Everything from the top of the data below through the line with "#[derive(Debug, Clone, Copy, PartialEq, Eq)]" should be duplicated exactly, and nothing past it.
---+---
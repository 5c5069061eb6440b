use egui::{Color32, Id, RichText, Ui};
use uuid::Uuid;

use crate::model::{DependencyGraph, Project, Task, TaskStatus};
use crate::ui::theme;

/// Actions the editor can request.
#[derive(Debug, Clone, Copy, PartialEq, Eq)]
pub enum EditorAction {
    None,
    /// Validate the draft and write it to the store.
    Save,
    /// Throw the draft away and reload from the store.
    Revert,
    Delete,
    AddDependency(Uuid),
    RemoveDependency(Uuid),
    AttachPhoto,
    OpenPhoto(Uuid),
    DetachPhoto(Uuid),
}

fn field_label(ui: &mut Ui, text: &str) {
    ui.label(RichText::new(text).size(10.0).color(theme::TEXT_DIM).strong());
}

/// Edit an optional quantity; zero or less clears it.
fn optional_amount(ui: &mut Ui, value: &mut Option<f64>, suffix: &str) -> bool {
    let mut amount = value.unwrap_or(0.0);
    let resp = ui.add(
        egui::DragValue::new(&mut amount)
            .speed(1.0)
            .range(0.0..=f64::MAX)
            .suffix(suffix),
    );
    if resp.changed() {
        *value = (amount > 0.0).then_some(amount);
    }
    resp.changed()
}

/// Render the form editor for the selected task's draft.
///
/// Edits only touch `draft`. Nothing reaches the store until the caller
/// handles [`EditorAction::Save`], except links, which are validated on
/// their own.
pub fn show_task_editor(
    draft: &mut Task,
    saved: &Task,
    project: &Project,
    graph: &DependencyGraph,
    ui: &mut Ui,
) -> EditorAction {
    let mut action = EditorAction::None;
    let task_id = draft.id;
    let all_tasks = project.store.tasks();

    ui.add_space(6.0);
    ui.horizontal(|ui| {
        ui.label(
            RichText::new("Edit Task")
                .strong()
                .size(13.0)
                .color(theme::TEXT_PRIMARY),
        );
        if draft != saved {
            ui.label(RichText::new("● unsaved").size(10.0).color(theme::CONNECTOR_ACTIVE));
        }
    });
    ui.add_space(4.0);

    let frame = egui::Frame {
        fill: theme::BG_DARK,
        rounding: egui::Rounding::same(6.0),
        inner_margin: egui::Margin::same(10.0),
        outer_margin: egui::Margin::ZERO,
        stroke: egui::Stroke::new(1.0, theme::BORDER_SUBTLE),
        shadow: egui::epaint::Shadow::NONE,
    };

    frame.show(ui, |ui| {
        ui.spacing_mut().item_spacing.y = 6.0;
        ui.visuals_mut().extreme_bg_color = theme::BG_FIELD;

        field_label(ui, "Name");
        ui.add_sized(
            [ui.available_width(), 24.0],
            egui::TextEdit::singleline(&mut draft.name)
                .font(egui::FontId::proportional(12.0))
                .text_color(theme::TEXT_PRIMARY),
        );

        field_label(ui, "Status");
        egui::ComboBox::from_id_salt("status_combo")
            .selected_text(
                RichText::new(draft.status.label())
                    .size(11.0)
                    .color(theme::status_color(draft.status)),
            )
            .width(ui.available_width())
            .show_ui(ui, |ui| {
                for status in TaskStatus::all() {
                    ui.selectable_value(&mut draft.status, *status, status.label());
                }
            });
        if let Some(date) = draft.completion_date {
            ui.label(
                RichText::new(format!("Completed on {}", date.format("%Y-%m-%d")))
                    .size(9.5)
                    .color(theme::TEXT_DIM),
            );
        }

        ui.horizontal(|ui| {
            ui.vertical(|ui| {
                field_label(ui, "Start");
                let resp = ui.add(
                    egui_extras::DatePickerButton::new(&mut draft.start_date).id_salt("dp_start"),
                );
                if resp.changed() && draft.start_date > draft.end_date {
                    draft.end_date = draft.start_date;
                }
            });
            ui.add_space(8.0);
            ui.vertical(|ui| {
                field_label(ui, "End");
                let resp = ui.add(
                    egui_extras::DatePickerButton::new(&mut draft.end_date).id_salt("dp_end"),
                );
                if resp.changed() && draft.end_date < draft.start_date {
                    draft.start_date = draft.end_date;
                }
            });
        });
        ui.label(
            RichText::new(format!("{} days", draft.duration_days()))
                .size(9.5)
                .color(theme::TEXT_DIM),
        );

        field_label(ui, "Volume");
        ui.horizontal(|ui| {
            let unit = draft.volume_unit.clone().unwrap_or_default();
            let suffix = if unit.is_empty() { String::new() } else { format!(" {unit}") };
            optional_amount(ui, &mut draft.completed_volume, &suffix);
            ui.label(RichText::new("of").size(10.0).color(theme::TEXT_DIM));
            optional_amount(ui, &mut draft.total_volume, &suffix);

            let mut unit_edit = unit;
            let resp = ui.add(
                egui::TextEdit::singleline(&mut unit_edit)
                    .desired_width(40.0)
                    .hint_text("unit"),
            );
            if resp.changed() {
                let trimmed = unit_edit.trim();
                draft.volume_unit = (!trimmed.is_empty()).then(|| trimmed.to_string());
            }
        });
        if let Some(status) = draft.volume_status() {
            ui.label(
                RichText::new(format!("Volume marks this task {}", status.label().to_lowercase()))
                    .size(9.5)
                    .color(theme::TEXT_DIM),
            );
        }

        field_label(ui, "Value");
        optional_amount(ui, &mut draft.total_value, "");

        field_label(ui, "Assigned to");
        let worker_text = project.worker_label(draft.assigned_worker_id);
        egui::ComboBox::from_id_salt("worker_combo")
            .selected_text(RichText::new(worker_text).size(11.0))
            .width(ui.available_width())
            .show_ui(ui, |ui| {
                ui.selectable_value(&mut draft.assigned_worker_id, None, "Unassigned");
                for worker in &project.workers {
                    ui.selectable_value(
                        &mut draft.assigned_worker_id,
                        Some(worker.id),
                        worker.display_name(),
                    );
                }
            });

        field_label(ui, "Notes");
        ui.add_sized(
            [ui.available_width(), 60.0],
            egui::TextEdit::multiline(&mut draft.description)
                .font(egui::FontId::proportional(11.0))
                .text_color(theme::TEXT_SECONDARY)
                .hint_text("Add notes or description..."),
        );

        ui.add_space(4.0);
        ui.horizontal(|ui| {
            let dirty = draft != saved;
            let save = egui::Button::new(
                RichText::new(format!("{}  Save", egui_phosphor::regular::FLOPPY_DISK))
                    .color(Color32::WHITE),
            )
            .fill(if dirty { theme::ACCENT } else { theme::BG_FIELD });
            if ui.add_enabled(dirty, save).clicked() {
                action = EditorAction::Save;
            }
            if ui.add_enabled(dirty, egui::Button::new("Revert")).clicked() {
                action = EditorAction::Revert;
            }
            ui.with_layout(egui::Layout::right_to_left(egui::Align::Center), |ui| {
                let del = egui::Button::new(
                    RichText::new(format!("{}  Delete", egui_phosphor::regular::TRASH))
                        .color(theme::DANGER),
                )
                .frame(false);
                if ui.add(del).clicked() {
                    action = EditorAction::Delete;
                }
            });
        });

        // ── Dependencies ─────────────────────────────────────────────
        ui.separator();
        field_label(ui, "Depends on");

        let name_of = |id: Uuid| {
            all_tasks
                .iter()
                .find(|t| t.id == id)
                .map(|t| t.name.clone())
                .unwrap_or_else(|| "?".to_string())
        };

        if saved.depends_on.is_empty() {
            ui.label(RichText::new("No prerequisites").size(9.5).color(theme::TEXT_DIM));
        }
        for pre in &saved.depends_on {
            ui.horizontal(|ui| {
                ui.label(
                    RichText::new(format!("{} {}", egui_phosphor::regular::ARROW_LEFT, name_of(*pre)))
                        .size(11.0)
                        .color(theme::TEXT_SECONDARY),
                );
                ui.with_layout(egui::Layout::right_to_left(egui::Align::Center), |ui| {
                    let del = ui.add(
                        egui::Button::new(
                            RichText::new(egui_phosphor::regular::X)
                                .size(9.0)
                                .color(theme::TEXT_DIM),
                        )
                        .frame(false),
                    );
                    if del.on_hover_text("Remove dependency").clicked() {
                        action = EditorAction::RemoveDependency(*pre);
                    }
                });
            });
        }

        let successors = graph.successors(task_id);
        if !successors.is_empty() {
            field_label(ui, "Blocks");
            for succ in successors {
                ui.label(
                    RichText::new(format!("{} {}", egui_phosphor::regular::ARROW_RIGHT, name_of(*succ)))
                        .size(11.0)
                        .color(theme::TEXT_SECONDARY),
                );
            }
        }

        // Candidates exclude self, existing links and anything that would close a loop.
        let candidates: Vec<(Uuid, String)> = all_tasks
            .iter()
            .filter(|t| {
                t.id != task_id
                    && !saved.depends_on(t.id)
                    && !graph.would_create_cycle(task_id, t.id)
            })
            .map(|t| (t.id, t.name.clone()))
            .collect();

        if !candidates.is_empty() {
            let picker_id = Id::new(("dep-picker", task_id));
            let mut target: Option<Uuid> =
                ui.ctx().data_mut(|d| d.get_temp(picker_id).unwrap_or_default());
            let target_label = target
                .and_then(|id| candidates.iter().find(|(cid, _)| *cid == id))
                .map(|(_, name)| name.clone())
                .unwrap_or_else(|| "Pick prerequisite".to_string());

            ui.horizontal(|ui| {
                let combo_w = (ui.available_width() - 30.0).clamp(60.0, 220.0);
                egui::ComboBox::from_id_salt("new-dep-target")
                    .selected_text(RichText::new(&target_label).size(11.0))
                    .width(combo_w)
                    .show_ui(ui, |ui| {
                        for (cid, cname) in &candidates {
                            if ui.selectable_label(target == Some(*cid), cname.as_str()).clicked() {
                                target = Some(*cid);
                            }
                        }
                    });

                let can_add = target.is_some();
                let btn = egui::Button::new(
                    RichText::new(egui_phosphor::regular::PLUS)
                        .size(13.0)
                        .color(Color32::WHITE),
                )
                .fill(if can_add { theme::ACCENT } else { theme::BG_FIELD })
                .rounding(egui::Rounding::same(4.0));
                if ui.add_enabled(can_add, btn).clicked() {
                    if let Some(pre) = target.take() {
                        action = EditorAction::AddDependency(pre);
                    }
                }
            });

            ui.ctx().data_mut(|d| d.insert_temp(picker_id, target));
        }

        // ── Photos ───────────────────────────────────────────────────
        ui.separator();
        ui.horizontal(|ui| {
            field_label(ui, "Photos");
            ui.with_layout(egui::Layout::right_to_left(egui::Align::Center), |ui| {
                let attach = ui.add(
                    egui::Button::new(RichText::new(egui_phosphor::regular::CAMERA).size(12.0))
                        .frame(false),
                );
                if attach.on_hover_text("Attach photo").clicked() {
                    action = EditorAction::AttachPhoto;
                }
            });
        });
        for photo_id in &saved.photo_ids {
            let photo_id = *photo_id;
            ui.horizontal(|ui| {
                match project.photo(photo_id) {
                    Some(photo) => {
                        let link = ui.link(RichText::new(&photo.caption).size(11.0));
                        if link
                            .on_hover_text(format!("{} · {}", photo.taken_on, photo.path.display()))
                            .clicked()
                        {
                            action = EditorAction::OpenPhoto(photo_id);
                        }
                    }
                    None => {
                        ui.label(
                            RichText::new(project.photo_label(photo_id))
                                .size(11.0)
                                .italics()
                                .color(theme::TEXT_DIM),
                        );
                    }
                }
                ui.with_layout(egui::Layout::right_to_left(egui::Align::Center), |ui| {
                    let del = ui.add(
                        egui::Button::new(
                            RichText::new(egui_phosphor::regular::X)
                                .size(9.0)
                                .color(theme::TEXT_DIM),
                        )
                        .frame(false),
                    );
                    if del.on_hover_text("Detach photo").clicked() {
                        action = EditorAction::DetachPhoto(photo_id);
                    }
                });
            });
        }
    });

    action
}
---+---
• **Worked solution**
repository 5c5069061eb6440b
use egui::{Color32, Id, RichText, Ui};
use uuid::Uuid;

use crate::model::{DependencyGraph, Project, Task, TaskStatus};
use crate::ui::theme;

/// Actions the editor can request.
#[derive(Debug, Clone, Copy, PartialEq, Eq)]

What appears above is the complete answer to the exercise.